WHAT THIS TASK INVOLVES: Given the records below, pull every line with the word "needle" into the answer.

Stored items
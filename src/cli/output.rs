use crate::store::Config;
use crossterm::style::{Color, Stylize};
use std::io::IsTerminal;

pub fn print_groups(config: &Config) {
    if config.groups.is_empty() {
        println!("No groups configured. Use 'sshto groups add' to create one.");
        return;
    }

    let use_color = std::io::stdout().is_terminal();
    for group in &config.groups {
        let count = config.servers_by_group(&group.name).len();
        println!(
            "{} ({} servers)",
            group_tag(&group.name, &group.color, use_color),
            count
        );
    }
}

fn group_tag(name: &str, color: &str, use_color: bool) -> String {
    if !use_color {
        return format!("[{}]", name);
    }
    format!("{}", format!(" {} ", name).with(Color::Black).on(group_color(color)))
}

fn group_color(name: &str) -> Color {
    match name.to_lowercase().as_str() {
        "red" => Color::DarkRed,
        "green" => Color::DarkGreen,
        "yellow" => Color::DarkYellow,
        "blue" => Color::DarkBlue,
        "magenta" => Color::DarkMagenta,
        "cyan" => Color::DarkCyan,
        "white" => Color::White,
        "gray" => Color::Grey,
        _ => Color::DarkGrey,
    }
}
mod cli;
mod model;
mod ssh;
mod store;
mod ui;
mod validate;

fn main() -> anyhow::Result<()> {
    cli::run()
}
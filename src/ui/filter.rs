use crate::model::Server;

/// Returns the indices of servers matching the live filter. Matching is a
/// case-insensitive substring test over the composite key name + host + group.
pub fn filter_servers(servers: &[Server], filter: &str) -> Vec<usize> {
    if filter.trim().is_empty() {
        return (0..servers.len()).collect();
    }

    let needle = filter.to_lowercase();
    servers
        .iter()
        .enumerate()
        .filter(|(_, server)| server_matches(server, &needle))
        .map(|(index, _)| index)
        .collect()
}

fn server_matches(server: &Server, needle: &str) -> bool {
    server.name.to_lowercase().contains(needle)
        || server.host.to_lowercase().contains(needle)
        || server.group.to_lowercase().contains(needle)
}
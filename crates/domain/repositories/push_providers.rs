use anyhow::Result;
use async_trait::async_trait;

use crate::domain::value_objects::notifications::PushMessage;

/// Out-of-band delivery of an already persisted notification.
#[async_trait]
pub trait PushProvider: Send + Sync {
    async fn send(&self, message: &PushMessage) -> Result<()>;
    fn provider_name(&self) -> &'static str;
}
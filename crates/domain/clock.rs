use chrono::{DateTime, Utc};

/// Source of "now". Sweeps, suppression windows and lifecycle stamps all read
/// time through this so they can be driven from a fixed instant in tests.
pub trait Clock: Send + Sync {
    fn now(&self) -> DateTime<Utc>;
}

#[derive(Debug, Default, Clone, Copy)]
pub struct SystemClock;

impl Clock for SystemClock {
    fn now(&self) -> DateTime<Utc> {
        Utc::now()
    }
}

TASK RESPONSE:
    let needle = filter.to_lowercase();
        .filter(|(_, server)| server_matches(server, &needle))
fn server_matches(server: &Server, needle: &str) -> bool {
    server.name.to_lowercase().contains(needle)
        || server.host.to_lowercase().contains(needle)
        || server.group.to_lowercase().contains(needle)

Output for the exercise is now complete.